O futuro da governança da internet pós-Marco Civil

Sugerido por Assis Ribeiro

Do Puntogov

A agenda da governança da internet pós-Marco Civil

O marco civil da internet, aprovado no Brasil, representa um avanço significativo na disputa sobre a agenda da governança democrática no século XXI.

O Brasil é o primeiro país do mundo a contar com um instrumento normativo capaz de assegurar os direitos da cidadania no ambiente dinâmico e difuso da internet. O marco civil – assentado sob os valores da neutralidade da rede, do respeito à privacidade e da liberdade de expressão – representa um avanço significativo na disputa sobre a agenda da governança democrática no século XXI.

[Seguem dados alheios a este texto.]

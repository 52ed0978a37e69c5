use crate::{
    auth::{generate_token, hash_password, verify_password, LoginRequest, RegisterRequest, TokenResponse},
    error::AppError,
    repositories::UserRepository,
};
use actix_web::{post, web, HttpResponse, Responder};
use serde_json::json;
use validator::Validate;

/// Register a new user
///
/// Creates a new user account. The password is stored as a bcrypt hash; the
/// raw secret is never persisted or logged. Duplicate usernames or emails are
/// rejected by the unique indexes on the `users` table, so two concurrent
/// registrations cannot both succeed.
#[post("/register")]
pub async fn register(
    users: web::Data<UserRepository>,
    register_data: web::Json<RegisterRequest>,
) -> Result<impl Responder, AppError> {
    log::info!("Registering user '{}'", register_data.username);

    // Validate input
    register_data.validate()?;

    // Hash password
    let password_hash = hash_password(&register_data.password)?;

    // Insert new user; a unique-index violation means the username or email
    // is already taken.
    let user_id = users
        .create_user(
            &register_data.username,
            &password_hash,
            &register_data.email,
            &register_data.mobile_number,
        )
        .await
        .map_err(|e| match e {
            AppError::Conflict(_) => {
                log::warn!(
                    "Registration rejected for '{}': username or email already exists",
                    register_data.username
                );
                AppError::Conflict("Username or email already exists".into())
            }
            other => other,
        })?;

    log::info!(
        "Registered user '{}' with id {}",
        register_data.username,
        user_id
    );

    Ok(HttpResponse::Ok().json(json!({
        "message": "User registered successfully"
    })))
}

/// Login user
///
/// Verifies the submitted credentials against the user store and returns a
/// signed, time-boxed token on success. Every well-formed pair is treated as
/// a credential attempt; anything that fails the lookup or hash check is a
/// 401, never a validation error.
#[post("/login")]
pub async fn login(
    users: web::Data<UserRepository>,
    login_data: web::Json<LoginRequest>,
) -> Result<impl Responder, AppError> {
    log::info!("Login attempt for '{}'", login_data.username);

    // Get user from database
    let user = users.find_by_username(&login_data.username).await?;

    match user {
        Some(user) => {
            // Verify password
            if verify_password(&login_data.password, &user.password_hash)? {
                let token = generate_token(&user.username)?;
                log::info!("Issued token for '{}'", user.username);
                Ok(HttpResponse::Ok().json(TokenResponse { token }))
            } else {
                log::warn!("Invalid password for '{}'", login_data.username);
                Err(AppError::Unauthorized("Invalid credentials".into()))
            }
        }
        None => {
            log::warn!("Login attempt for unknown user '{}'", login_data.username);
            Err(AppError::Unauthorized("Invalid credentials".into()))
        }
    }
}
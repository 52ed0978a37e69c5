pub mod middleware;
pub mod password;
pub mod token;

use lazy_static::lazy_static;
use serde::{Deserialize, Serialize};
use validator::Validate;

// Re-export necessary items
pub use middleware::AuthMiddleware;
pub use password::{hash_password, verify_password};
pub use token::{generate_token, verify_token, Claims};

lazy_static! {
    // Regex for username validation: alphanumeric, underscores, hyphens
    static ref USERNAME_REGEX: regex::Regex = regex::Regex::new(r"^[a-zA-Z0-9_-]+$").unwrap();
}

/// Represents the payload for a user login request.
///
/// No shape constraints beyond deserialization: any submitted pair is a
/// credential attempt, and a pair that matches no stored account is an
/// authentication failure (401), not a malformed request.
#[derive(Debug, Deserialize)]
pub struct LoginRequest {
    /// Username of the account to authenticate.
    pub username: String,
    /// User's password.
    pub password: String,
}

/// Represents the payload for a new user registration request.
#[derive(Debug, Deserialize, Validate)]
pub struct RegisterRequest {
    /// Desired username for the new account.
    /// Must be between 3 and 50 characters, alphanumeric, and can include underscores or hyphens.
    #[validate(
        length(min = 3, max = 50),
        regex(
            path = "USERNAME_REGEX",
            message = "Username must be alphanumeric, underscores, or hyphens"
        )
    )]
    pub username: String,
    /// Email address for the new account.
    /// Must be a valid email format.
    #[validate(email)]
    pub email: String,
    /// Password for the new account. Required, non-empty.
    #[validate(length(min = 1))]
    pub password: String,
    /// Contact number for the new account.
    #[validate(length(min = 1, max = 20))]
    pub mobile_number: String,
}

/// Response structure after a successful login.
/// Contains the signed JWT the client presents as a bearer token.
#[derive(Debug, Serialize, Deserialize)]
pub struct TokenResponse {
    /// The JWT (JSON Web Token) for authenticating subsequent requests.
    pub token: String,
}
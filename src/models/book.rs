use serde::{Deserialize, Serialize};
use sqlx::FromRow;
use validator::Validate;

/// Represents a book entity as stored in the database and returned by the API.
///
/// Update requests carry the full entity, id included, so the same validation
/// rules apply as for creation.
#[derive(Debug, Clone, PartialEq, Eq, Serialize, Deserialize, FromRow, Validate)]
pub struct Book {
    /// Unique identifier for the book, assigned by the database.
    /// Immutable once assigned.
    pub id: i32,
    /// The title of the book. Required, at most 100 characters.
    #[validate(length(min = 1, max = 100, message = "Title must be 1-100 characters"))]
    pub title: String,
    /// The author of the book. Required, at most 50 characters.
    #[validate(length(min = 1, max = 50, message = "Author must be 1-50 characters"))]
    pub author: String,
    /// The language the book is written in. Required, at most 20 characters.
    #[validate(length(min = 1, max = 20, message = "Language must be 1-20 characters"))]
    pub language: String,
    /// The category the book belongs to. Required, at most 50 characters.
    #[validate(length(min = 1, max = 50, message = "Category must be 1-50 characters"))]
    pub category: String,
    /// The year the book was published. Must be between 1450 and 2100.
    #[validate(range(min = 1450, max = 2100, message = "Published year must be between 1450 and 2100"))]
    pub published_year: i32,
}

/// Input structure for creating a book. The identifier is assigned by the store,
/// so it is absent here.
#[derive(Debug, Clone, Serialize, Deserialize, Validate)]
pub struct BookInput {
    #[validate(length(min = 1, max = 100, message = "Title must be 1-100 characters"))]
    pub title: String,

    #[validate(length(min = 1, max = 50, message = "Author must be 1-50 characters"))]
    pub author: String,

    #[validate(length(min = 1, max = 20, message = "Language must be 1-20 characters"))]
    pub language: String,

    #[validate(length(min = 1, max = 50, message = "Category must be 1-50 characters"))]
    pub category: String,

    #[validate(range(min = 1450, max = 2100, message = "Published year must be between 1450 and 2100"))]
    pub published_year: i32,
}
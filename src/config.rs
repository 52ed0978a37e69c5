//! Runtime configuration for the bookstore server, loaded from the
//! environment (a `.env` file is honored via `dotenv` in `main`).
//!
//! JWT settings (`JWT_SECRET`, `JWT_ISSUER`, `JWT_AUDIENCE`) are read at the
//! point of use in `auth::token`, not here.

use std::env;

pub struct Config {
    /// PostgreSQL connection string for the catalog database. Required.
    pub database_url: String,
    /// Port to bind the HTTP server to. Defaults to 8080.
    pub server_port: u16,
    /// Host address to bind to. Defaults to 127.0.0.1.
    pub server_host: String,
}

impl Config {
    pub fn from_env() -> Self {
        Self {
            database_url: env::var("DATABASE_URL").expect("DATABASE_URL must be set"),
            server_port: env::var("SERVER_PORT")
                .unwrap_or_else(|_| "8080".to_string())
                .parse()
                .expect("SERVER_PORT must be a number"),
            server_host: env::var("SERVER_HOST").unwrap_or_else(|_| "127.0.0.1".to_string()),
        }
    }

    /// Base URL the server is reachable at, for startup logging.
    pub fn server_url(&self) -> String {
        format!("http://{}:{}", self.server_host, self.server_port)
    }
}
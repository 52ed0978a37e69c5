use crate::error::AppError;
use bcrypt::{hash, verify, DEFAULT_COST};

pub fn hash_password(password: &str) -> Result<String, AppError> {
    hash(password, DEFAULT_COST)
        .map_err(|e| AppError::InternalServerError(format!("Failed to hash password: {}", e)))
}

pub fn verify_password(password: &str, hashed_password: &str) -> Result<bool, AppError> {
    verify(password, hashed_password)
        .map_err(|e| AppError::InternalServerError(format!("Failed to verify password: {}", e)))
}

O projeto, construído de forma colaborativa pela inteligência coletiva das redes, adentrou a agenda do Congresso Nacional impulsionado pelos flagrantes atentados à soberania nacional denunciados por Edward Snowden. E em meio a um cenário político complexo, ainda impactado pelas manifestações de junho de 2013 no Brasil e às vésperas da disputa eleitoral nacional, a mobilização intensa de um novo tipo de cidadania venceu a forte pressão das operadoras de telecomunicação e dos monopólios da comunicação.
Cumpre agora ao país enfrentar os próximos desafios na afirmação de uma nova esfera de direitos,tendo o Marco Civil como um elemento impulsionador. A universalização do acesso à Internet é um destes desafios. E nesse ponto será preciso contrariar alguns poderosos interesses. Afinal, o Brasil ainda possui um dos planos de conexão mais caros e lentos do mundo, em um mercado pouco afeito aos valores sociais da rede e dominado por multinacionais que já procuram brechas para desvirtuar o princípio da neutralidade estabelecido no Marco Civil.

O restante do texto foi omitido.